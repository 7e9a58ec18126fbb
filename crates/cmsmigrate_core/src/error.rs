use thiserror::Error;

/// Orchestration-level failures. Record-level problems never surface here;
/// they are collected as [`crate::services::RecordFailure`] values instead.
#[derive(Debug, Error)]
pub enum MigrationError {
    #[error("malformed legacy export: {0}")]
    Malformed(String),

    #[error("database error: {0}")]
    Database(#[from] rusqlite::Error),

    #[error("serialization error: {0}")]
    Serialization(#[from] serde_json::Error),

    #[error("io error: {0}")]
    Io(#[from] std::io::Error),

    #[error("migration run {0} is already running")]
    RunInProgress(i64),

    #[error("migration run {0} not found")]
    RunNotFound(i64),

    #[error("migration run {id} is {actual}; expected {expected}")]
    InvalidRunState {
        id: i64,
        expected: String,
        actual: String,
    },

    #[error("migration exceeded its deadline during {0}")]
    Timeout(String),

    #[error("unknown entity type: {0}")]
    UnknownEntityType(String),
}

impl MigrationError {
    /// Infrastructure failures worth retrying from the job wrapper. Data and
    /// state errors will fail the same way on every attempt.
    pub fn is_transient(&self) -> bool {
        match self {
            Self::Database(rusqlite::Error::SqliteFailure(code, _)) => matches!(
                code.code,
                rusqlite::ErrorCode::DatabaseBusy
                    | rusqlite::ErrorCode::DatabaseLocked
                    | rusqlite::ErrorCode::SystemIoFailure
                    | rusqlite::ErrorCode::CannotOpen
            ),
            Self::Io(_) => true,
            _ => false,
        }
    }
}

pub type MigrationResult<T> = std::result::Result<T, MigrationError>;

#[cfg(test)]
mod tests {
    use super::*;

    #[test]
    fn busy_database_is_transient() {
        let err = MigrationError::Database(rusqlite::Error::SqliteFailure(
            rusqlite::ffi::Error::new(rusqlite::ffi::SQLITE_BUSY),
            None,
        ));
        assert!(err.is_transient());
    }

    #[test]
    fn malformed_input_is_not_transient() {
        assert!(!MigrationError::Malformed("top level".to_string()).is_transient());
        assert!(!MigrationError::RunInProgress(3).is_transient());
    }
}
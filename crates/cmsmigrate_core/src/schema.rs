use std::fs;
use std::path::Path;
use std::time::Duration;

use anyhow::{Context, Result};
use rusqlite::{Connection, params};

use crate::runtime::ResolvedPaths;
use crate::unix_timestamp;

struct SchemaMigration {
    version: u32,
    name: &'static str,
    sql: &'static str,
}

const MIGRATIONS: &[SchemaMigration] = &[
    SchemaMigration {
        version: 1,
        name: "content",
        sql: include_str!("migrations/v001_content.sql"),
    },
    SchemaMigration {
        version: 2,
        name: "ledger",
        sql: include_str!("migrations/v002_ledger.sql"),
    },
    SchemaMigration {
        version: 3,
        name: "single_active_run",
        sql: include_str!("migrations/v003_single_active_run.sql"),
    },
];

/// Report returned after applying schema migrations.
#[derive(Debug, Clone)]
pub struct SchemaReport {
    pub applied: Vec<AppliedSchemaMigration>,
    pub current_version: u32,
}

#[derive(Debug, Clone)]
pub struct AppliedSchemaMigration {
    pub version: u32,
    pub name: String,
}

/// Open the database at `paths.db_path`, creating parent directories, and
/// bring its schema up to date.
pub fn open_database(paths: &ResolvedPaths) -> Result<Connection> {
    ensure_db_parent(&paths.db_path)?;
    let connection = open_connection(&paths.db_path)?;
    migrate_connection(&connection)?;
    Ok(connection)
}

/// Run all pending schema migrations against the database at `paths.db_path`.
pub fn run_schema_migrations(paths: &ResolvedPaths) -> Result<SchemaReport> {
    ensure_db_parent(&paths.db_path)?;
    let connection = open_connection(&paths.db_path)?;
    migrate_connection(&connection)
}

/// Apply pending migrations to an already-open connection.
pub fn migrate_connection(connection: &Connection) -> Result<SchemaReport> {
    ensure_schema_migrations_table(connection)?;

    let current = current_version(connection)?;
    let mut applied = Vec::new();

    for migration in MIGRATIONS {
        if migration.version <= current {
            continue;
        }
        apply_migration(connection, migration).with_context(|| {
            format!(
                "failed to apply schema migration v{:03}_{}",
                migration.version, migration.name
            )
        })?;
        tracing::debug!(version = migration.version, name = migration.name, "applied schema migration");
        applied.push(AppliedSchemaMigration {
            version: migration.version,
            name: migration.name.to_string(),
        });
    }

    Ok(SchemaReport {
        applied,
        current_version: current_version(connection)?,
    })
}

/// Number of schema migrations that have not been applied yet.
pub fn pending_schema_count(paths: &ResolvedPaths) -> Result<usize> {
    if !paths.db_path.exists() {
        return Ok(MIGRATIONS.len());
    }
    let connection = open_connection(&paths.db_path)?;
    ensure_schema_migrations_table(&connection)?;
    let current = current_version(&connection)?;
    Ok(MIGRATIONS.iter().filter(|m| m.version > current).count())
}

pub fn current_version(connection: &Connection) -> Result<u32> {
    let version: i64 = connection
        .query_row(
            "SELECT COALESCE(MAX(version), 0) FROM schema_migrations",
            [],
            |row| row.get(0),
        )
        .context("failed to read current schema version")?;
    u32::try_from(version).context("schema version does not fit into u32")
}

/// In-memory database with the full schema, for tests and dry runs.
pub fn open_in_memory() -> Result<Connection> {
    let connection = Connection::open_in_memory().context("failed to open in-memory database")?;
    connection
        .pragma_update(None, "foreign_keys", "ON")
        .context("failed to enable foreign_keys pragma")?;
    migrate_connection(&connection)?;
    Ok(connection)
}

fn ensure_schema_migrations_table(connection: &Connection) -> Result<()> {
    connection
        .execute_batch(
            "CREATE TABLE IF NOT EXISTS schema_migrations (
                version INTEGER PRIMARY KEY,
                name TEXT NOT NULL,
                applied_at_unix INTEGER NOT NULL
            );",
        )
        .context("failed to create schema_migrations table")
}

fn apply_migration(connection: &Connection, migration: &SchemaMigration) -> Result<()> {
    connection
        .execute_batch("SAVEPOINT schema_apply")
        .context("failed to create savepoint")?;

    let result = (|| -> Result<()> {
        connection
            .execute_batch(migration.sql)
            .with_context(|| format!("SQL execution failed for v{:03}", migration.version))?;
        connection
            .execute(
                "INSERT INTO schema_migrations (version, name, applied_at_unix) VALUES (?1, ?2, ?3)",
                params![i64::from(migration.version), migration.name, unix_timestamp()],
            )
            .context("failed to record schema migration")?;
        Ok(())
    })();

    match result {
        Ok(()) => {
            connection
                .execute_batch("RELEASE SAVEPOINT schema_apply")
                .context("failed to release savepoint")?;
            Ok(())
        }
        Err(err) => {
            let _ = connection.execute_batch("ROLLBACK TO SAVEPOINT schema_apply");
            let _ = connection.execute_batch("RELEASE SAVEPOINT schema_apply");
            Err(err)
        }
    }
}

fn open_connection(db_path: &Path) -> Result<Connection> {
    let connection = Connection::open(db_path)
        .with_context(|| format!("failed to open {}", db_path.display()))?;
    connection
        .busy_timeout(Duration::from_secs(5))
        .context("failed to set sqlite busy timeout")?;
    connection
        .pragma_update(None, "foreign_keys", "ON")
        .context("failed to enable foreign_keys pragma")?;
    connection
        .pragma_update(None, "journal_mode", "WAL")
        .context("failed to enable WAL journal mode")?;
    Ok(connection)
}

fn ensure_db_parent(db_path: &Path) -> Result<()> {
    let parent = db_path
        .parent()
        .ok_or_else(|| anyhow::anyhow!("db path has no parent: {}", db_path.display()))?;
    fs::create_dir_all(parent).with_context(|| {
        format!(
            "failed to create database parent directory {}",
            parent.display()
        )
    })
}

### Your goal
In the listing above, find the line containing "Ok(MIGRATIONS.iter().filter(|m| m.version >" and the line containing "name TEXT NOT", then quote both, plus every line between them, exactly as written.

### Exercise answer
    Ok(MIGRATIONS.iter().filter(|m| m.version > current).count())
}

pub fn current_version(connection: &Connection) -> Result<u32> {
    let version: i64 = connection
        .query_row(
            "SELECT COALESCE(MAX(version), 0) FROM schema_migrations",
            [],
            |row| row.get(0),
        )
        .context("failed to read current schema version")?;
    u32::try_from(version).context("schema version does not fit into u32")
}

/// In-memory database with the full schema, for tests and dry runs.
pub fn open_in_memory() -> Result<Connection> {
    let connection = Connection::open_in_memory().context("failed to open in-memory database")?;
    connection
        .pragma_update(None, "foreign_keys", "ON")
        .context("failed to enable foreign_keys pragma")?;
    migrate_connection(&connection)?;
    Ok(connection)
}

fn ensure_schema_migrations_table(connection: &Connection) -> Result<()> {
    connection
        .execute_batch(
            "CREATE TABLE IF NOT EXISTS schema_migrations (
                version INTEGER PRIMARY KEY,
                name TEXT NOT NULL,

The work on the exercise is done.